■ **Requirement**
Count the lines in the records below that contain the word "pagination", and give only that count.

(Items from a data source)
╭──
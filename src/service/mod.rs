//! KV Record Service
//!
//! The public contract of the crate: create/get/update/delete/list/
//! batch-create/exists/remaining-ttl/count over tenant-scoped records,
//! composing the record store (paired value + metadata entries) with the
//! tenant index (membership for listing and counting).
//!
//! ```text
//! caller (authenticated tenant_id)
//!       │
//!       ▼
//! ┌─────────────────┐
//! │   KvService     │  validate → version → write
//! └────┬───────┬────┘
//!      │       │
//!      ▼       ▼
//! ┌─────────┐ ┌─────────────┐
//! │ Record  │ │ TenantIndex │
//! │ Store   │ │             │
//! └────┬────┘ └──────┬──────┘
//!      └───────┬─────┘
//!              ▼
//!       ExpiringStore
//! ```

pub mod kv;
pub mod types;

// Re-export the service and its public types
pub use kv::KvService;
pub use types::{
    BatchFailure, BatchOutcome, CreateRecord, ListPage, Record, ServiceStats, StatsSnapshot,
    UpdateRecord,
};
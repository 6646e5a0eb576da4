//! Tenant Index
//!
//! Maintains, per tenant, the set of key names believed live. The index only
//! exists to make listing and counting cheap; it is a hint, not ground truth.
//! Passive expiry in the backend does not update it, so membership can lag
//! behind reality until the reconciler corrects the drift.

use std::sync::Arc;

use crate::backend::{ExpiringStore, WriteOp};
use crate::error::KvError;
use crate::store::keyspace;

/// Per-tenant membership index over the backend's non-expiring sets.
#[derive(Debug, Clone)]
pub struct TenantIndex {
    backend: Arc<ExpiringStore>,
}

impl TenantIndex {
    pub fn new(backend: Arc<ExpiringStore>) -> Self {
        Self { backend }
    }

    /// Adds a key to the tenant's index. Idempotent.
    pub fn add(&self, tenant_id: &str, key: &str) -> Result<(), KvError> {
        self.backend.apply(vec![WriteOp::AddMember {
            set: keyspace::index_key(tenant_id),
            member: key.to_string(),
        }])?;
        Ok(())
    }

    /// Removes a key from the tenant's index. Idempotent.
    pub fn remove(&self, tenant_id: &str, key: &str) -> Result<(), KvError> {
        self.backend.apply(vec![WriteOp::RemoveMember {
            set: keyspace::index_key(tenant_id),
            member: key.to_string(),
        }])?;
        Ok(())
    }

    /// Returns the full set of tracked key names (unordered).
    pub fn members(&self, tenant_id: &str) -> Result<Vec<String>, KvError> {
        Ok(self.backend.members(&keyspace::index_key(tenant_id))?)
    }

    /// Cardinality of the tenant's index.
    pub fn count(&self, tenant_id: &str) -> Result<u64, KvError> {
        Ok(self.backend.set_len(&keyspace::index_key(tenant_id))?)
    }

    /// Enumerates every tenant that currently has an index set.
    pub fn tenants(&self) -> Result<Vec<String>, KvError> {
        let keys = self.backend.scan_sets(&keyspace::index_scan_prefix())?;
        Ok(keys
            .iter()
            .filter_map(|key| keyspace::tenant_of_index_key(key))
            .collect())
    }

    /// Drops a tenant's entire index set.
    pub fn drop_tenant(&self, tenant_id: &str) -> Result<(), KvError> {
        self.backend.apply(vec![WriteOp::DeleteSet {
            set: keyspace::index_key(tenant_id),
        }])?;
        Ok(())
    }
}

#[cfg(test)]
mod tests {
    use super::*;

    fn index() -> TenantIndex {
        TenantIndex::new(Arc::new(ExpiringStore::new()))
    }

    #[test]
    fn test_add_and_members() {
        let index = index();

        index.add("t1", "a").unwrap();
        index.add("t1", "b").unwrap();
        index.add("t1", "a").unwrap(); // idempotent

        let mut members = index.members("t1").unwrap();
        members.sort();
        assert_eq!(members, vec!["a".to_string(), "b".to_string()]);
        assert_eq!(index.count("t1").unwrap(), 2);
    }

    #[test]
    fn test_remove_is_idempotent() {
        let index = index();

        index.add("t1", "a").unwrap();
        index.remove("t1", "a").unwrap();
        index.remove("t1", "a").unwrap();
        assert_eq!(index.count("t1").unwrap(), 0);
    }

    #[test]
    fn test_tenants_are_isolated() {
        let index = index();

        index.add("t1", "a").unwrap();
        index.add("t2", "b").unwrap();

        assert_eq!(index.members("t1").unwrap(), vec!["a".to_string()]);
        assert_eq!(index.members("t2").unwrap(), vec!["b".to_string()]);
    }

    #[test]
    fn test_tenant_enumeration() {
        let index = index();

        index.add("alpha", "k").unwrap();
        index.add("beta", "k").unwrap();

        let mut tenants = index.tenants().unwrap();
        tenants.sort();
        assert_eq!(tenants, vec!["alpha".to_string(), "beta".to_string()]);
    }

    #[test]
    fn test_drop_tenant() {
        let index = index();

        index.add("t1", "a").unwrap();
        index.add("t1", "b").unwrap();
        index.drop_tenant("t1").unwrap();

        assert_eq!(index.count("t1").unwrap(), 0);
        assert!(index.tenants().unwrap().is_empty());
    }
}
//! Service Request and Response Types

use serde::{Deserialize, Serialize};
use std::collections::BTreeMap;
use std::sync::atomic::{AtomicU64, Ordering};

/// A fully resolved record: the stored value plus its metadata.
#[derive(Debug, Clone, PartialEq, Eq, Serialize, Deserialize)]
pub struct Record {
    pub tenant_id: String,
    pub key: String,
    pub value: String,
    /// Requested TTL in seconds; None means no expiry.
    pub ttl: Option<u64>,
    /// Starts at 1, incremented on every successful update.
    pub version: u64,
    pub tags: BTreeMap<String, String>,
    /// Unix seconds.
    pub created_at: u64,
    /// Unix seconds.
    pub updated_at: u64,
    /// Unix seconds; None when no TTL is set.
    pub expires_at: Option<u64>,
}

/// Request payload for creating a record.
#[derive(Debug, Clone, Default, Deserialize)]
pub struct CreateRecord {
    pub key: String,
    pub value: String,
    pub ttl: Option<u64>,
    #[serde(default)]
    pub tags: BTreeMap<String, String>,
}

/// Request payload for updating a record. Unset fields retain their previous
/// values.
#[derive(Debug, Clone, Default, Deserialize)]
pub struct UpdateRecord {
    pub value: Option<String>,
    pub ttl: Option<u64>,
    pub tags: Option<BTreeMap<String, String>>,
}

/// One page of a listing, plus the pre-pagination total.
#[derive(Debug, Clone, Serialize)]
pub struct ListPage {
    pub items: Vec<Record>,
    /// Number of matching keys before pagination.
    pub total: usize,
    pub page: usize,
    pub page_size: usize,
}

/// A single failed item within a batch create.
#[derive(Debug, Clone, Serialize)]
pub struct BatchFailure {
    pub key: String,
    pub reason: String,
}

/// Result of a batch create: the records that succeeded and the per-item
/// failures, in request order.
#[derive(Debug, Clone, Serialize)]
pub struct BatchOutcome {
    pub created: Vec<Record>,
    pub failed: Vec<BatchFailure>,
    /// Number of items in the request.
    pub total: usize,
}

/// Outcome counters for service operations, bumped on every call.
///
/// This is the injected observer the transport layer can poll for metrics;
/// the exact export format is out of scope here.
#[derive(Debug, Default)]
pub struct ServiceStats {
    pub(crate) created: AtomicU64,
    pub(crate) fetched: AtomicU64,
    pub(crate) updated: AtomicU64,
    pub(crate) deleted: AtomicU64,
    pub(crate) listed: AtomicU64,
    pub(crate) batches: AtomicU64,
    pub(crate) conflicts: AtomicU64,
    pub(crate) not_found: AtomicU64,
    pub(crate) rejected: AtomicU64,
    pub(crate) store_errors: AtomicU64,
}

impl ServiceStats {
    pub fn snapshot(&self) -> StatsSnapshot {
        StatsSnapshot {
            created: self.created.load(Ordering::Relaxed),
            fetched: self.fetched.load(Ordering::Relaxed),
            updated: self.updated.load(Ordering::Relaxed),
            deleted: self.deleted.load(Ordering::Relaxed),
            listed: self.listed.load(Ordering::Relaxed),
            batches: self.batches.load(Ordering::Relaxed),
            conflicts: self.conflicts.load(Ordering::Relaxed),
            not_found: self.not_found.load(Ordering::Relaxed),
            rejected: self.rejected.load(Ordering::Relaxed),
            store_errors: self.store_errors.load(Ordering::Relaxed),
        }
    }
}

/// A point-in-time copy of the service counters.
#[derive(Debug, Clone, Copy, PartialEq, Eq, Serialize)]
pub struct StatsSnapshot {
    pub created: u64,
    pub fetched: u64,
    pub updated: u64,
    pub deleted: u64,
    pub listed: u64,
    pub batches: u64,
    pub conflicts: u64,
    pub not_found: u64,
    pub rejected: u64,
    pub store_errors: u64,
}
╰──
■ **Answer to this task**
2